O estudo, parte do Programa Amazonas Estratégico, é liderado pela Dra. Ligia Uribe Gonçalves, do Instituto Nacional de Pesquisas da Amazônia (Inpa). Segundo Gonçalves, a produção de silagem é uma tecnologia simples e econômica, tornando-se uma alternativa viável para a produção de ingredientes na cadeia de ração na Amazônia.
Silagem de vísceras de tambaqui: Tecnologia acessível e sustentável
“Apesar do baixo teor proteico, as silagens de vísceras de tambaqui contêm todos os aminoácidos essenciais para a espécie e uma alta quantidade de gordura, com maior teor de ácidos graxos saturados”, explica Gonçalves. Ela acrescenta que os nutrientes da silagem são bem aproveitados pelos tambaquis, e que a inclusão de 20% de silagem úmida na ração não compromete a qualidade dos péletes nem o crescimento dos peixes.
Processo de produção e avaliação da silagem
As vísceras de tambaqui foram coletadas em um frigorífico de pescado em Manaus e submetidas à ensilagem fermentada, utilizando iogurte vencido como fonte de bactérias láticas e melaço de cana-de-açúcar como fonte de açúcar. Após a ensilagem, a viabilidade de incluir a silagem úmida no processo de extrusão foi avaliada, assim como o impacto na qualidade dos péletes de ração e na eficiência de aproveitamento dos nutrientes pelos tambaquis. Dessa forma, foi determinado o nível ideal de inclusão da silagem na dieta dos peixes para otimizar seu crescimento.
Vantagens competitivas e ambientais
Os altos custos na piscicultura dificultam que os produtores do Amazonas ofereçam preços competitivos em comparação com estados vizinhos. “A silagem de tambaqui oferece duas vantagens importantes: a disponibilidade de matéria-prima no estado e a contribuição para a sustentabilidade ambiental, ao destinar de forma útil as vísceras que atualmente não são aproveitadas”, destaca Gonçalves.
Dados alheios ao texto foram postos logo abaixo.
//! Subcommands and the options they share.

pub mod bd;
pub mod compare;
pub mod evaluate;
pub mod optimize;

use std::path::PathBuf;
use std::time::Duration;

use anyhow::{Context, Result};
use clap::Args;
use rd_eval::bd::{BdMode, BdOptions};
use rd_eval::catalog::{Catalog, ParamValue, VideoDescriptor};
use rd_eval::sweep::{FailurePolicy, SweepOptions};
use rd_eval::{Acquirer, DuplicateQuality, LowOrder, ScratchDir, TaskPool};

/// Options for running encoder and metric tools.
#[derive(Args, Debug, Clone)]
pub struct RunArgs {
    /// Number of parallel workers (0 = all cores)
    #[arg(short = 'j', long, default_value_t = 8)]
    pub workers: usize,

    /// Kill any tool invocation that runs longer than this many seconds
    #[arg(long)]
    pub timeout: Option<u64>,

    /// Directory for the per-run scratch directory (defaults to the system temp dir)
    #[arg(long)]
    pub scratch_dir: Option<PathBuf>,

    /// Keep compressed outputs after the run
    #[arg(long)]
    pub keep_outputs: bool,

    /// Skip videos whose samples fail instead of aborting
    #[arg(long)]
    pub skip_failed: bool,
}

/// Options for the BD computation.
#[derive(Args, Debug, Clone)]
pub struct BdArgs {
    /// BD reduction: ratio (mean size ratio) or log (classical BD-rate)
    #[arg(long, default_value = "ratio")]
    pub mode: BdMode,

    /// Number of interior grid points
    #[arg(long, default_value_t = rd_eval::bd::DEFAULT_GRID_POINTS)]
    pub points: usize,

    /// Fit curves with fewer than four samples with an interpolating polynomial
    #[arg(long)]
    pub polynomial_fallback: bool,

    /// Keep the smallest sample among equal qualities instead of failing
    #[arg(long)]
    pub keep_smallest: bool,
}

impl BdArgs {
    pub fn options(&self) -> BdOptions {
        BdOptions {
            points: self.points,
            mode: self.mode,
            low_order: if self.polynomial_fallback {
                LowOrder::Polynomial
            } else {
                LowOrder::Reject
            },
        }
    }

    pub fn duplicates(&self) -> DuplicateQuality {
        if self.keep_smallest {
            DuplicateQuality::KeepSmallest
        } else {
            DuplicateQuality::Reject
        }
    }
}

impl RunArgs {
    pub fn sweep_options(&self, bd: &BdArgs) -> SweepOptions {
        SweepOptions {
            bd: bd.options(),
            duplicates: bd.duplicates(),
            failure: if self.skip_failed {
                FailurePolicy::SkipVideo
            } else {
                FailurePolicy::Abort
            },
            ..SweepOptions::default()
        }
    }

    pub fn pool(&self) -> Result<TaskPool> {
        TaskPool::new(self.workers).context("creating worker pool")
    }

    pub fn acquirer(&self, catalog: &Catalog) -> Result<Acquirer> {
        let run_id = chrono::Local::now().format("%Y%m%d%H%M%S").to_string();
        let scratch = ScratchDir::create(self.scratch_dir.as_deref(), &run_id, self.keep_outputs)
            .context("creating scratch directory")?;
        log::debug!("scratch directory: {}", scratch.path().display());
        Ok(Acquirer::from_catalog(catalog, scratch).with_timeout(self.timeout.map(Duration::from_secs)))
    }
}

pub fn load_catalog(dir: &std::path::Path) -> Result<Catalog> {
    Catalog::load(dir).with_context(|| format!("loading catalog from {}", dir.display()))
}

/// All catalog videos, or only the named ones.
pub fn select_videos(catalog: &Catalog, names: &[String]) -> Result<Vec<VideoDescriptor>> {
    if names.is_empty() {
        return Ok(catalog.video_list());
    }
    names
        .iter()
        .map(|name| catalog.video(name).map_err(anyhow::Error::from))
        .collect()
}

/// Parse `name=value`, reading the value as an integer, a real or text.
pub fn parse_param(arg: &str) -> Result<(String, ParamValue)> {
    let (name, value) = arg
        .split_once('=')
        .with_context(|| format!("expected name=value, got '{arg}'"))?;
    let value = if let Ok(i) = value.parse::<i64>() {
        ParamValue::Int(i)
    } else if let Ok(f) = value.parse::<f64>() {
        ParamValue::Float(f)
    } else {
        ParamValue::Text(value.to_string())
    };
    Ok((name.trim().to_string(), value))
}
A pesquisa concluiu que a silagem de vísceras de tambaqui pode ser incorporada na forma úmida em até 20% das dietas dos peixes, substituindo parcialmente ingredientes como milho, soja, e farinha de carne e ossos, tradicionalmente usados na ração.
Fapeam e Programa Amazonas Estratégico: Impulsionando a inovação e sustentabilidade
O apoio da Fapeam através do Programa Amazonas Estratégico é fundamental para o desenvolvimento de soluções inovadoras e sustentáveis, que impulsionam a eficiência no setor primário, tão relevante para o estado do Amazonas e para o país. O programa financia atividades de pesquisa científica, tecnológica e de inovação em diversas áreas, como aquicultura, agricultura, biocosméticos, biofármacos, tecnologia da informação, e recuperação de áreas degradadas.